### Goal of the exercise
From the first line of the records down to the one that holds "pub fn gain(self)", transcribe each line exactly and add nothing.

+++ Data provided

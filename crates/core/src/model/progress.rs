use serde::{Deserialize, Serialize};
use thiserror::Error;

use crate::model::ids::{ChallengeId, CourseId, UserId};

/// Upper bound of the heart counter.
pub const MAX_HEARTS: u8 = 5;

/// Points granted by the store for every confirmed correct answer.
pub const POINTS_PER_CHALLENGE: u32 = 10;

pub const DEFAULT_USER_NAME: &str = "User";
pub const DEFAULT_USER_IMAGE: &str = "/mascot.svg";

//
// ─── ERRORS ────────────────────────────────────────────────────────────────────
//

#[derive(Debug, Error, Clone, PartialEq, Eq)]
#[non_exhaustive]
pub enum ProgressError {
    #[error("hearts must be between 0 and {MAX_HEARTS}, got {0}")]
    InvalidHearts(i64),
}

//
// ─── HEARTS ────────────────────────────────────────────────────────────────────
//

/// Remaining lives of a learner, always within `0..=MAX_HEARTS`.
#[derive(Debug, Clone, Copy, PartialEq, Eq, PartialOrd, Ord, Hash, Serialize, Deserialize)]
#[serde(try_from = "i64", into = "i64")]
pub struct Hearts(u8);

impl Hearts {
    pub const FULL: Hearts = Hearts(MAX_HEARTS);
    pub const EMPTY: Hearts = Hearts(0);

    /// Validates a raw heart count.
    ///
    /// # Errors
    ///
    /// Returns `ProgressError::InvalidHearts` when the value is out of range.
    pub fn new(value: i64) -> Result<Self, ProgressError> {
        u8::try_from(value)
            .ok()
            .filter(|v| *v <= MAX_HEARTS)
            .map(Self)
            .ok_or(ProgressError::InvalidHearts(value))
    }

    #[must_use]
    pub fn value(self) -> u8 {
        self.0
    }

    #[must_use]
    pub fn is_empty(self) -> bool {
        self.0 == 0
    }

    #[must_use]
    pub fn is_full(self) -> bool {
        self.0 >= MAX_HEARTS
    }

    /// One more heart, capped at `MAX_HEARTS`.
    #[must_use]
    pub fn gain(self) -> Self {
        Self((self.0 + 1).min(MAX_HEARTS))
    }

    /// One heart less, floored at zero.
    #[must_use]
    pub fn lose(self) -> Self {
        Self(self.0.saturating_sub(1))
    }
}

impl Default for Hearts {
    fn default() -> Self {
        Self::FULL
    }
}

impl TryFrom<i64> for Hearts {
    type Error = ProgressError;

    fn try_from(value: i64) -> Result<Self, Self::Error> {
        Self::new(value)
    }
}

impl From<Hearts> for i64 {
    fn from(value: Hearts) -> Self {
        i64::from(value.0)
    }
}

impl std::fmt::Display for Hearts {
    fn fmt(&self, f: &mut std::fmt::Formatter<'_>) -> std::fmt::Result {
        write!(f, "{}", self.0)
    }
}

//
// ─── USER PROGRESS ─────────────────────────────────────────────────────────────
//

/// Per-learner counters that outlive any single lesson session.
#[derive(Debug, Clone, PartialEq, Eq, Serialize, Deserialize)]
pub struct UserProgress {
    pub user_id: UserId,
    pub user_name: String,
    pub user_image_src: String,
    pub active_course_id: Option<CourseId>,
    pub hearts: Hearts,
    pub points: u32,
}

impl UserProgress {
    /// Fresh progress: full hearts, no points, no active course.
    #[must_use]
    pub fn new(user_id: UserId) -> Self {
        Self {
            user_id,
            user_name: DEFAULT_USER_NAME.to_owned(),
            user_image_src: DEFAULT_USER_IMAGE.to_owned(),
            active_course_id: None,
            hearts: Hearts::FULL,
            points: 0,
        }
    }

    #[must_use]
    pub fn with_name(mut self, name: impl Into<String>) -> Self {
        let name = name.into();
        if !name.trim().is_empty() {
            self.user_name = name;
        }
        self
    }

    #[must_use]
    pub fn with_active_course(mut self, course_id: CourseId) -> Self {
        self.active_course_id = Some(course_id);
        self
    }
}

/// One completion record of a learner for a challenge.
///
/// A challenge may carry several records; it only counts as completed when
/// every one of them is.
#[derive(Debug, Clone, PartialEq, Eq, Serialize, Deserialize)]
pub struct ChallengeProgress {
    pub user_id: UserId,
    pub challenge_id: ChallengeId,
    pub completed: bool,
}

/// Leaderboard row.
#[derive(Debug, Clone, PartialEq, Eq, Serialize)]
pub struct LeaderboardEntry {
    pub user_id: UserId,
    pub user_name: String,
    pub user_image_src: String,
    pub points: u32,
}

impl From<&UserProgress> for LeaderboardEntry {
    fn from(progress: &UserProgress) -> Self {
        Self {
            user_id: progress.user_id.clone(),
            user_name: progress.user_name.clone(),
            user_image_src: progress.user_image_src.clone(),
            points: progress.points,
        }
    }
}

//
// ─── TESTS ─────────────────────────────────────────────────────────────────────
//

++++++

### Solution to the exercise
filename crates/core/src/model/progress.rs
use serde::{Deserialize, Serialize};
use thiserror::Error;

use crate::model::ids::{ChallengeId, CourseId, UserId};

/// Upper bound of the heart counter.
pub const MAX_HEARTS: u8 = 5;

/// Points granted by the store for every confirmed correct answer.
pub const POINTS_PER_CHALLENGE: u32 = 10;

pub const DEFAULT_USER_NAME: &str = "User";
pub const DEFAULT_USER_IMAGE: &str = "/mascot.svg";

//
// ─── ERRORS ────────────────────────────────────────────────────────────────────
//

#[derive(Debug, Error, Clone, PartialEq, Eq)]
#[non_exhaustive]
pub enum ProgressError {
    #[error("hearts must be between 0 and {MAX_HEARTS}, got {0}")]
    InvalidHearts(i64),
}

//
// ─── HEARTS ────────────────────────────────────────────────────────────────────
//

/// Remaining lives of a learner, always within `0..=MAX_HEARTS`.
#[derive(Debug, Clone, Copy, PartialEq, Eq, PartialOrd, Ord, Hash, Serialize, Deserialize)]
#[serde(try_from = "i64", into = "i64")]
pub struct Hearts(u8);

impl Hearts {
    pub const FULL: Hearts = Hearts(MAX_HEARTS);
    pub const EMPTY: Hearts = Hearts(0);

    /// Validates a raw heart count.
    ///
    /// # Errors
    ///
    /// Returns `ProgressError::InvalidHearts` when the value is out of range.
    pub fn new(value: i64) -> Result<Self, ProgressError> {
        u8::try_from(value)
            .ok()
            .filter(|v| *v <= MAX_HEARTS)
            .map(Self)
            .ok_or(ProgressError::InvalidHearts(value))
    }

    #[must_use]
    pub fn value(self) -> u8 {
        self.0
    }

    #[must_use]
    pub fn is_empty(self) -> bool {
        self.0 == 0
    }

    #[must_use]
    pub fn is_full(self) -> bool {
        self.0 >= MAX_HEARTS
    }

    /// One more heart, capped at `MAX_HEARTS`.
    #[must_use]
    pub fn gain(self) -> Self {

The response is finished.